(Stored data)
+ + + + + + +
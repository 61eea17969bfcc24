use std::collections::HashMap;

use chrono::Utc;
use glimpse_types::{Comment, LikeState, Post, UserDetail};
use ratatui::widgets::ListState;
use tui_textarea::TextArea;

use crate::api::ApiClient;
use crate::session::SessionStore;

#[derive(Debug, Clone, Copy, PartialEq)]
pub enum InputMode {
    Navigation, // Browsing the feed, shortcuts active
    Typing,     // In the comment input, shortcuts disabled
}

/// Everything the feed screen holds between renders. Rebuilt from
/// scratch on every load; nothing here survives a reload.
pub struct FeedState {
    pub posts: Vec<Post>,
    /// Comments keyed by owning post id.
    pub comments: HashMap<i64, Vec<Comment>>,
    /// Like state keyed by post id; one entry per fetched post.
    pub likes: HashMap<i64, LikeState>,
    /// Per-load lookup cache resolving commenter ids to names.
    pub user_details: HashMap<i64, UserDetail>,
    /// True until the first successful commit; stays true forever if the
    /// load fails.
    pub loading: bool,
    pub list_state: ListState,
    /// Flag to trigger the actual load after the UI has rendered the
    /// loading state.
    pub pending_load: bool,
}

impl FeedState {
    pub fn new() -> Self {
        Self {
            posts: Vec::new(),
            comments: HashMap::new(),
            likes: HashMap::new(),
            user_details: HashMap::new(),
            loading: true,
            list_state: ListState::default(),
            pending_load: false,
        }
    }

    /// Id of the post under the cursor, if any.
    pub fn selected_post_id(&self) -> Option<i64> {
        self.list_state
            .selected()
            .and_then(|i| self.posts.get(i))
            .map(|p| p.id)
    }

    pub fn comment_count(&self, post_id: i64) -> usize {
        self.comments.get(&post_id).map(|c| c.len()).unwrap_or(0)
    }
}

/// Comment composer modal, scoped to one post while open.
pub struct ComposerState {
    /// The post the modal is scoped to; `None` means closed.
    pub selected_post: Option<i64>,
    pub textarea: TextArea<'static>,
    pub ids: CommentIdSeq,
}

impl ComposerState {
    pub fn new() -> Self {
        Self {
            selected_post: None,
            textarea: TextArea::default(),
            ids: CommentIdSeq::default(),
        }
    }

    pub fn is_open(&self) -> bool {
        self.selected_post.is_some()
    }

    pub fn get_content(&self) -> String {
        self.textarea.lines().join("\n")
    }
}

/// Client-side comment id generator: millisecond timestamps, bumped past
/// the previous value so ids stay strictly increasing within a session.
#[derive(Debug, Default)]
pub struct CommentIdSeq {
    last: i64,
}

impl CommentIdSeq {
    pub fn next(&mut self) -> i64 {
        let now = Utc::now().timestamp_millis();
        self.last = now.max(self.last + 1);
        self.last
    }
}

/// Main application state
pub struct App {
    pub running: bool,
    pub api_client: ApiClient,
    /// Credential storage, injected at construction; the composer
    /// resolves the acting user through it on submit.
    pub session_store: SessionStore,
    pub input_mode: InputMode,
    pub feed: FeedState,
    pub composer: ComposerState,
    pub cancel: crate::app::loader::CancelFlag,
    pub log_config: crate::logging::LogConfig,
}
+ + + + + + +
→ **Exercise objective**
Copy out the data above word for word, starting at its first line and ending with the line that contains "pub enum InputMode".

→ **Exercise output**
repository 61eea17969bfcc24
use std::collections::HashMap;

use chrono::Utc;
use glimpse_types::{Comment, LikeState, Post, UserDetail};
use ratatui::widgets::ListState;
use tui_textarea::TextArea;

use crate::api::ApiClient;
use crate::session::SessionStore;

#[derive(Debug, Clone, Copy, PartialEq)]
pub enum InputMode {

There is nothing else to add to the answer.